Data for processing: Begin

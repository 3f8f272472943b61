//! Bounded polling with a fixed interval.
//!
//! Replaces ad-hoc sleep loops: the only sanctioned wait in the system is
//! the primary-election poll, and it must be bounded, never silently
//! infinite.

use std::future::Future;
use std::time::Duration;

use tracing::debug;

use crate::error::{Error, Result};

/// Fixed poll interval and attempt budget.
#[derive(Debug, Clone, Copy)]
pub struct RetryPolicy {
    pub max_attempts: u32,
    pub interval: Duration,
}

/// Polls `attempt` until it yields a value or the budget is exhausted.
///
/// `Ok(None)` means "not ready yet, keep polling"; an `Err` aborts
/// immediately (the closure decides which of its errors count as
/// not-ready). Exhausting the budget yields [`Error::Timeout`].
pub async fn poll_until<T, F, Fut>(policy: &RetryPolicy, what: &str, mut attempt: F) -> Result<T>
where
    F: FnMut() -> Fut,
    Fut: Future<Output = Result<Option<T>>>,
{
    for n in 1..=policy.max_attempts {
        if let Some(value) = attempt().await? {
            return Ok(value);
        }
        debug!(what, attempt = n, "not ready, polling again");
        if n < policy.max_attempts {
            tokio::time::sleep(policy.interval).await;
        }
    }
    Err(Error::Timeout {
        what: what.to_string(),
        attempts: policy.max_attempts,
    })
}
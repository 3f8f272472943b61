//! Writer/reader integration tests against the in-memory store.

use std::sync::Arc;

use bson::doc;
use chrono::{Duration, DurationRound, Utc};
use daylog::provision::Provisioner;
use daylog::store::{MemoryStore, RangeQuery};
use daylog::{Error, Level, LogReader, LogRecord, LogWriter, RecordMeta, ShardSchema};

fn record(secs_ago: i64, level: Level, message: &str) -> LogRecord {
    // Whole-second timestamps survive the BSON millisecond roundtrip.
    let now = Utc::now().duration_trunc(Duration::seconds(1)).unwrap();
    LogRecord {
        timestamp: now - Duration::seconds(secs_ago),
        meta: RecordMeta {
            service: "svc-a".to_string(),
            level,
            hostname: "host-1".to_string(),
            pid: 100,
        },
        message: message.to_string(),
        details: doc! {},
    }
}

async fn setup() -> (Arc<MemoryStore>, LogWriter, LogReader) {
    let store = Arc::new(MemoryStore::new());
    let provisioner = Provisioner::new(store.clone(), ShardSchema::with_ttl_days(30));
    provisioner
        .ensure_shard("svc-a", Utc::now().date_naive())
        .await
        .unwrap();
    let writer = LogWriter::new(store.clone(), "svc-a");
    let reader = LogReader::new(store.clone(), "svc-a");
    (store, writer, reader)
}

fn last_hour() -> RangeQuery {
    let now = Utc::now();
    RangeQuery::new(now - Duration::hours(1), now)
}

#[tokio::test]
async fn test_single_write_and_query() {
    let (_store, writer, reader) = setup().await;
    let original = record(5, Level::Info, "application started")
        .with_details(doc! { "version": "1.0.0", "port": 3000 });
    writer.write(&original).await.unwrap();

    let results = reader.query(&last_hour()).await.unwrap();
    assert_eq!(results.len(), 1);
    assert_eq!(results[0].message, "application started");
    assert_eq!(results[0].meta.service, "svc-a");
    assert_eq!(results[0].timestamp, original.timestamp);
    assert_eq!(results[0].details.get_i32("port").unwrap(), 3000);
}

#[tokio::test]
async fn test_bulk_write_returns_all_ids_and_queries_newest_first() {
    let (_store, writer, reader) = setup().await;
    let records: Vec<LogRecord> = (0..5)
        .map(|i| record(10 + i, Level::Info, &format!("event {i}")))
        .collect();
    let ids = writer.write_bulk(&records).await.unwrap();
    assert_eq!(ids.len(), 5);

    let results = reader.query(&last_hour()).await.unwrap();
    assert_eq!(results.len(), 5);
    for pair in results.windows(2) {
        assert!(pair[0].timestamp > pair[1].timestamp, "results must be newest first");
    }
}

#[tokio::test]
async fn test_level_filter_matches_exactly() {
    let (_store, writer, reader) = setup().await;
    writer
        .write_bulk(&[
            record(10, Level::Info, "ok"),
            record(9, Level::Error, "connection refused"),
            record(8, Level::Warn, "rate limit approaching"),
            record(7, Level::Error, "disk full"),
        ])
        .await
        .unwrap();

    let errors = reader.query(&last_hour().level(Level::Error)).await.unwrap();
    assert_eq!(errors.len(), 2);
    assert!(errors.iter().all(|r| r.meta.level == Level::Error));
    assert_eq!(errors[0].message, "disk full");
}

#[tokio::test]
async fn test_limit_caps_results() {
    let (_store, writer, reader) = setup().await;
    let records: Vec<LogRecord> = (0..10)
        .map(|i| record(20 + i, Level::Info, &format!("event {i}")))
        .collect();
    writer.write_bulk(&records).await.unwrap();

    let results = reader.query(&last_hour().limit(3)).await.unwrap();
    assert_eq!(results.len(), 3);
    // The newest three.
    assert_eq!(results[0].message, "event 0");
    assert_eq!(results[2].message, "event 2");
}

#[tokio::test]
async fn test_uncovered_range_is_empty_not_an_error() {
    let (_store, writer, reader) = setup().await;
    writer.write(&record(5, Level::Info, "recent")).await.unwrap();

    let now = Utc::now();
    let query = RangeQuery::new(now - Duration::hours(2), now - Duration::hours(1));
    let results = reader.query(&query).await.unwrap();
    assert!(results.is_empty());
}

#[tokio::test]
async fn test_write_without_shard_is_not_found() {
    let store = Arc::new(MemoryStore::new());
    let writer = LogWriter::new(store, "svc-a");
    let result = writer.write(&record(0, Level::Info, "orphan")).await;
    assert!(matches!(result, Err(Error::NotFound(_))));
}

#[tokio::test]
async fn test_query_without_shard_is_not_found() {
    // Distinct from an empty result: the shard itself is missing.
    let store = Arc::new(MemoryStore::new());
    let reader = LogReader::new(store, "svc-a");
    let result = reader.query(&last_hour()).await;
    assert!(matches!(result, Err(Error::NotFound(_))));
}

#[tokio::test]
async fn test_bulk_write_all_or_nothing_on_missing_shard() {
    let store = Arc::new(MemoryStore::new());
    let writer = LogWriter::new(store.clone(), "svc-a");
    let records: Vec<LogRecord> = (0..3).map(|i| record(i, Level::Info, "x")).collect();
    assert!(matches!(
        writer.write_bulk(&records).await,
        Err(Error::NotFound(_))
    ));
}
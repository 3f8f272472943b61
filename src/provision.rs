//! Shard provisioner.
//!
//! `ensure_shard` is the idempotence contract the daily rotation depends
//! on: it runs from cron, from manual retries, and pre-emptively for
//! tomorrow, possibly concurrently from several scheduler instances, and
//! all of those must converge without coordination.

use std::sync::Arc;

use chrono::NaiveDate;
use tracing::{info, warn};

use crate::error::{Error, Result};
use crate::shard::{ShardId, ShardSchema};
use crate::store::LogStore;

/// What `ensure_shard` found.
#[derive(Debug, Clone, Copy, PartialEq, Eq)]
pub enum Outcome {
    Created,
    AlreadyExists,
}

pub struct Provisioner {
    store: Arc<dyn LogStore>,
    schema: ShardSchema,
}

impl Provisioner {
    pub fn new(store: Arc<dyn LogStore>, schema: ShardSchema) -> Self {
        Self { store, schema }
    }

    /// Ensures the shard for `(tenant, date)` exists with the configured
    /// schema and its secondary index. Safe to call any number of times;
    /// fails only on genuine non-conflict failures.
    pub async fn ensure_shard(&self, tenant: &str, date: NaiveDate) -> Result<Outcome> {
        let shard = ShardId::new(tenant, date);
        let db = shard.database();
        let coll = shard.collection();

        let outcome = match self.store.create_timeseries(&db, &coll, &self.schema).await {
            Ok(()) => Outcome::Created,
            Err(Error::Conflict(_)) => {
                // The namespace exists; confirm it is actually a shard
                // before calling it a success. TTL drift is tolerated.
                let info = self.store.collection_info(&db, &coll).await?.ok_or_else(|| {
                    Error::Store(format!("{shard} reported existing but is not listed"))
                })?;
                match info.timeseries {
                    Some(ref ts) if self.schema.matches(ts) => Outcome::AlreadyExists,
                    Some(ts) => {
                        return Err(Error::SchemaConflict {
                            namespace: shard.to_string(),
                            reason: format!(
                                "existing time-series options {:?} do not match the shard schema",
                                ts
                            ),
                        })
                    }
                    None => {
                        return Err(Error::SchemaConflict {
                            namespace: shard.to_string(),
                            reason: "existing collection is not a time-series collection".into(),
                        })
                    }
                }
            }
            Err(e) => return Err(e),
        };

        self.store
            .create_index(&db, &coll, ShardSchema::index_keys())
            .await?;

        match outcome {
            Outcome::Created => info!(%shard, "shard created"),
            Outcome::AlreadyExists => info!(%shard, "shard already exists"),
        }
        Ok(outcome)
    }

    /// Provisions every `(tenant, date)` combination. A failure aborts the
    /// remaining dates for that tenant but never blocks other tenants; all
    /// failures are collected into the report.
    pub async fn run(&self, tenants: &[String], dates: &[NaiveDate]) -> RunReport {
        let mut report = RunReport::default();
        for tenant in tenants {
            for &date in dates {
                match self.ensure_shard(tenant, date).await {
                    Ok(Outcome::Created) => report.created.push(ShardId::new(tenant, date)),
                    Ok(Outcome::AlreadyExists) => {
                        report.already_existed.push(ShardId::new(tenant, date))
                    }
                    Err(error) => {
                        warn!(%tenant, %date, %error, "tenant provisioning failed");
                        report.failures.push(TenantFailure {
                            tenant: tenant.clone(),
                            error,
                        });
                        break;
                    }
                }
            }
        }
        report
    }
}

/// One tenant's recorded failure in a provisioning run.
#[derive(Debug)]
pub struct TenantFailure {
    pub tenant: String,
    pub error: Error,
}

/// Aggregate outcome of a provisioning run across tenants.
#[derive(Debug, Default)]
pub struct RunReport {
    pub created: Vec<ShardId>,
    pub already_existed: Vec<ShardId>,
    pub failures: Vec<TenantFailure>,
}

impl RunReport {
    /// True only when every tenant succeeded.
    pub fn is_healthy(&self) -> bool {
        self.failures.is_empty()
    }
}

Data for processing: End

--- Exercise prompt ---
Scan the entries and show every line in which the word "Copy" is found.

--- Response box ---
#[derive(Debug, Clone, Copy)]
#[derive(Debug, Clone, Copy, PartialEq, Eq)]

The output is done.